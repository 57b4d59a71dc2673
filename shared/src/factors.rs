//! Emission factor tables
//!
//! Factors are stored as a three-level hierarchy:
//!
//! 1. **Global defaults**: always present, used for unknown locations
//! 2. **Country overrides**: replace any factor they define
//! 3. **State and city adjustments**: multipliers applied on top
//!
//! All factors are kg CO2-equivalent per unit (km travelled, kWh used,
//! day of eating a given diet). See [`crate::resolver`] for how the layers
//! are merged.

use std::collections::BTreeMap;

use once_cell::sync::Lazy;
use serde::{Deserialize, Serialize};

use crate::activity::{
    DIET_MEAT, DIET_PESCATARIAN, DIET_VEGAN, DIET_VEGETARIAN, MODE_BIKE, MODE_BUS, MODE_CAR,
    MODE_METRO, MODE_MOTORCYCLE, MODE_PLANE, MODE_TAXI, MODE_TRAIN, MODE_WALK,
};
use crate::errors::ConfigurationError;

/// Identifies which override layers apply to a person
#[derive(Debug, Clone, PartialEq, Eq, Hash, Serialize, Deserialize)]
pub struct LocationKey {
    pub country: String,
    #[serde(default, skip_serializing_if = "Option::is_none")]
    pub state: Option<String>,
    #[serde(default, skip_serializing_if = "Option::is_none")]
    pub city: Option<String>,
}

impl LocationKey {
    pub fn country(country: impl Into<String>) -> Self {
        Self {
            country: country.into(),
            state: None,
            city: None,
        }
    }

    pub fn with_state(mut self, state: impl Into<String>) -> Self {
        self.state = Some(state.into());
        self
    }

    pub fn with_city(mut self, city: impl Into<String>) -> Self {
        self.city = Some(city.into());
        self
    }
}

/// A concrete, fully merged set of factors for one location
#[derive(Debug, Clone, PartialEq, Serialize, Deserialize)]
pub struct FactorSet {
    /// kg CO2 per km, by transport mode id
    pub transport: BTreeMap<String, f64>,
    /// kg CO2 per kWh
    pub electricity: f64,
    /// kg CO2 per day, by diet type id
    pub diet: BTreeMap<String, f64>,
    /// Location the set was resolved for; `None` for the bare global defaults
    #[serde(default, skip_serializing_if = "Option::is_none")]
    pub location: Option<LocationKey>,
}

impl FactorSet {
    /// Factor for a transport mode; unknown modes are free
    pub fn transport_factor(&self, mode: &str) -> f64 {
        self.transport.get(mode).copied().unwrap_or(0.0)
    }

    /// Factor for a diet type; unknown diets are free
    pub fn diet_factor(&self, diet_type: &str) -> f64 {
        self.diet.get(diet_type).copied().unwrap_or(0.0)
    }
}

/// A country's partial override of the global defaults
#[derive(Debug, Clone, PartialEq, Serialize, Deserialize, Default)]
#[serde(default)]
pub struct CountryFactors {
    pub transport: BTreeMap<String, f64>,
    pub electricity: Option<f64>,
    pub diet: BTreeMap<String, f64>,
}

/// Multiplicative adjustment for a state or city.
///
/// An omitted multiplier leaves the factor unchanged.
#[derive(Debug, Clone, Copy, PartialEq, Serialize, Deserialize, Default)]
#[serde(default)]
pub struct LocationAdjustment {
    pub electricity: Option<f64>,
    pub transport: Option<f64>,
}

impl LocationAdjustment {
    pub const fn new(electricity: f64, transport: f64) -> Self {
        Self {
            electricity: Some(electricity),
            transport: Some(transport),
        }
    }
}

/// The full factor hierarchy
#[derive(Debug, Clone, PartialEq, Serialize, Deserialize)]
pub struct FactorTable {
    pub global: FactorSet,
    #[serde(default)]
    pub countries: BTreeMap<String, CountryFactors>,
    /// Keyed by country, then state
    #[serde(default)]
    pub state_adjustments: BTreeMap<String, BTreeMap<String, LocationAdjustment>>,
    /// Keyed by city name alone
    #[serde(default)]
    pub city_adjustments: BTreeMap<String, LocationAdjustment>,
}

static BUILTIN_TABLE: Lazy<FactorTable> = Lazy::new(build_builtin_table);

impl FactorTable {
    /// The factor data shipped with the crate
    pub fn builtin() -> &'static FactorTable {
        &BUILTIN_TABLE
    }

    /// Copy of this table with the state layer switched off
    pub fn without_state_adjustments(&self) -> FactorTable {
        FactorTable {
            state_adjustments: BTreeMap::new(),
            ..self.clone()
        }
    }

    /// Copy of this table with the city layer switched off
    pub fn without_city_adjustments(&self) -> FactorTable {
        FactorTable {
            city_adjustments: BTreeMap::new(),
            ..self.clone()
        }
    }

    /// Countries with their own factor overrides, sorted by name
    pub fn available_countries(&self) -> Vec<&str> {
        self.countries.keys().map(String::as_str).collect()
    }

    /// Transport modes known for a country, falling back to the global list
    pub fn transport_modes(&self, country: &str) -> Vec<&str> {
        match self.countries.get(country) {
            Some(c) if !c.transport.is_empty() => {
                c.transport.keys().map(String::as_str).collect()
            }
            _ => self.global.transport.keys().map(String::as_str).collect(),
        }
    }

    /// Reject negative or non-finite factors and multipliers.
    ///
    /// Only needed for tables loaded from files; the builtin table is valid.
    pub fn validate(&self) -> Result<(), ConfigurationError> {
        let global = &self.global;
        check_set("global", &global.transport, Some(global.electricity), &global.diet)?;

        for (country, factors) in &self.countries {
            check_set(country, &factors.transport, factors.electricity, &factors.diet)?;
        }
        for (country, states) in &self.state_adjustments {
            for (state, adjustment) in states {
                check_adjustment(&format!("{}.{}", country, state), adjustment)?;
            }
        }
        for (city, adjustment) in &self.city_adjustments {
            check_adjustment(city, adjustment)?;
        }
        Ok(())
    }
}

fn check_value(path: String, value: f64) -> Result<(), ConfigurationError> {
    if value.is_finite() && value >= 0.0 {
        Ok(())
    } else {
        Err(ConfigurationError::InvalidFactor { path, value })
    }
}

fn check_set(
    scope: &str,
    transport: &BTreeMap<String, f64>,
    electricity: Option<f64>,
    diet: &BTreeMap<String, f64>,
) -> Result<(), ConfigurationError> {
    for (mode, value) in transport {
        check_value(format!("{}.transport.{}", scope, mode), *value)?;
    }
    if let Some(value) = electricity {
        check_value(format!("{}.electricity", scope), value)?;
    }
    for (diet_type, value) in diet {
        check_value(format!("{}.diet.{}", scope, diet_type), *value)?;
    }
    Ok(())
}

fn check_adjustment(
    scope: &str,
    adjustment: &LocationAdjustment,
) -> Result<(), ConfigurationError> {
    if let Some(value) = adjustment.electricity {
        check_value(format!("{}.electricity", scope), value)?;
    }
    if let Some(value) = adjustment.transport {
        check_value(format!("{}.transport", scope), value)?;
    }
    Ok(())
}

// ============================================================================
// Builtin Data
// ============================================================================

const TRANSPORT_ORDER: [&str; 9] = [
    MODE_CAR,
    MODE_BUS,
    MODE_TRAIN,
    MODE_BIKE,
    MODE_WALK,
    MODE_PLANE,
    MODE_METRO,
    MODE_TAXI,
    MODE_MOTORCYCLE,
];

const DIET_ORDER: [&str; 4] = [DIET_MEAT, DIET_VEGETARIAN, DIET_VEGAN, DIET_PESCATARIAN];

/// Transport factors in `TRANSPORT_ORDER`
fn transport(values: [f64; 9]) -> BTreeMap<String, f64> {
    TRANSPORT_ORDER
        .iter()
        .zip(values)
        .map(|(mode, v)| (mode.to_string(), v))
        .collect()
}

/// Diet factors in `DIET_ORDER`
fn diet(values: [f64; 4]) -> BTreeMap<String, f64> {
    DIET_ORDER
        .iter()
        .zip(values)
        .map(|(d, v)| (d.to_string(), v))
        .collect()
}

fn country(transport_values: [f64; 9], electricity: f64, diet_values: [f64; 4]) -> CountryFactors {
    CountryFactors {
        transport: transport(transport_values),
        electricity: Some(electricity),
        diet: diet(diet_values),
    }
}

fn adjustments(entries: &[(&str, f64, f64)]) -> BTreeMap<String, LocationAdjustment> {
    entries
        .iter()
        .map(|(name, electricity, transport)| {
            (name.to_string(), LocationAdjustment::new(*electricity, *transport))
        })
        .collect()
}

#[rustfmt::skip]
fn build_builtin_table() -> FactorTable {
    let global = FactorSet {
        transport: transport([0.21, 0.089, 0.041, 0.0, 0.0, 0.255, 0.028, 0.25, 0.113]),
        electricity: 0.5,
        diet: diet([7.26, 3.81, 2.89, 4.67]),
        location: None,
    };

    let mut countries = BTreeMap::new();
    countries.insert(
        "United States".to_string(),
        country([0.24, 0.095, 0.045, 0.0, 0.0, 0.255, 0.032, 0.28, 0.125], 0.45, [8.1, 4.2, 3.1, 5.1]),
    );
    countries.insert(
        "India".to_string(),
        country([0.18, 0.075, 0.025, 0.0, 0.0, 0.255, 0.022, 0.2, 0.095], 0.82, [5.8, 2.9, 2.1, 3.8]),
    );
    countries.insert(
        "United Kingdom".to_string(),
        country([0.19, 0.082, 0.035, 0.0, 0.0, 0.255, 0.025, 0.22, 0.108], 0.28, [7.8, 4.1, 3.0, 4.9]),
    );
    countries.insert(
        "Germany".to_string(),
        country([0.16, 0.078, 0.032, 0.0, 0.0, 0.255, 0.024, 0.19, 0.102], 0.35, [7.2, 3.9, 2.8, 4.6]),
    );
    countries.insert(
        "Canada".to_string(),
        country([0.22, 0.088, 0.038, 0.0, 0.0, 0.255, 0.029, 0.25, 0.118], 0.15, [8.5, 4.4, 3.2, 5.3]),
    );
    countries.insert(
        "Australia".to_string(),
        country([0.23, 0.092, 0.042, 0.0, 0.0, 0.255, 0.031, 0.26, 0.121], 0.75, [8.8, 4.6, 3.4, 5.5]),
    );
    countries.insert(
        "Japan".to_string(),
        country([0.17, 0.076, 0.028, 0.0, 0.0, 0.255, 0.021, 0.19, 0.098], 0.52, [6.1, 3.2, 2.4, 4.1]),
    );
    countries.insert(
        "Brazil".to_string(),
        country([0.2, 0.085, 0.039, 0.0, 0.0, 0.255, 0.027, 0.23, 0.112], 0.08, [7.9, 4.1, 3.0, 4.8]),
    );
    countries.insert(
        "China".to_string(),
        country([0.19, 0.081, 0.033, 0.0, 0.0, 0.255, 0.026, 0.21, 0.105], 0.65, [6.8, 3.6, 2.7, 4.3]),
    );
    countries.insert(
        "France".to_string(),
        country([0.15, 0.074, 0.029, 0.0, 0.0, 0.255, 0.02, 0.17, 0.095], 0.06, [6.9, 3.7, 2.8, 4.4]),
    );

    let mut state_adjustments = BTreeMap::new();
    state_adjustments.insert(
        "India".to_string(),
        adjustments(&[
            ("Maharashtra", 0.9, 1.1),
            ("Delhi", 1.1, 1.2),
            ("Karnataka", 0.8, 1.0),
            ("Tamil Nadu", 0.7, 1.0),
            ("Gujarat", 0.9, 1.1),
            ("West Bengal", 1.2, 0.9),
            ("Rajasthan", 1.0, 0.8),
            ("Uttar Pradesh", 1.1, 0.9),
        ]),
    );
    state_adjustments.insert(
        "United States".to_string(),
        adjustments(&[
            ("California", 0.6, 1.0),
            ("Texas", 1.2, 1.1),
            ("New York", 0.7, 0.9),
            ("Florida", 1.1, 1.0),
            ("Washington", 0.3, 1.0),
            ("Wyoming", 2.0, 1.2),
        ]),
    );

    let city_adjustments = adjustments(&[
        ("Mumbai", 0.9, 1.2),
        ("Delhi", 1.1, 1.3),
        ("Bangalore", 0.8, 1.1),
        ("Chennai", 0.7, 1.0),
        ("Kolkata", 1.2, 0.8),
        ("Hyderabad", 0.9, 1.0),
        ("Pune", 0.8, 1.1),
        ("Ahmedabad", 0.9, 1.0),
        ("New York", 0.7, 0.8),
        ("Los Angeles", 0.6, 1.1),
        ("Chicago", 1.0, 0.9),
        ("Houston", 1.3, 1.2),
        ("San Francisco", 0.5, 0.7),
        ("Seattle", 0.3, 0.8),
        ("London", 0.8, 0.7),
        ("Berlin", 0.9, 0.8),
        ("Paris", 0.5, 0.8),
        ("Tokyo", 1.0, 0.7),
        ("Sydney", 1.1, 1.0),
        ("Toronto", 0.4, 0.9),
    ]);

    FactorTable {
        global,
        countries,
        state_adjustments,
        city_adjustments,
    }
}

◇ ◇ ◇ ◇ ◇ ◇ ◇

> [Task to complete]:
Reproduce every line above that contains the string "used".

> [Answer section]:
//! 1. **Global defaults**: always present, used for unknown locations
//! All factors are kg CO2-equivalent per unit (km travelled, kWh used,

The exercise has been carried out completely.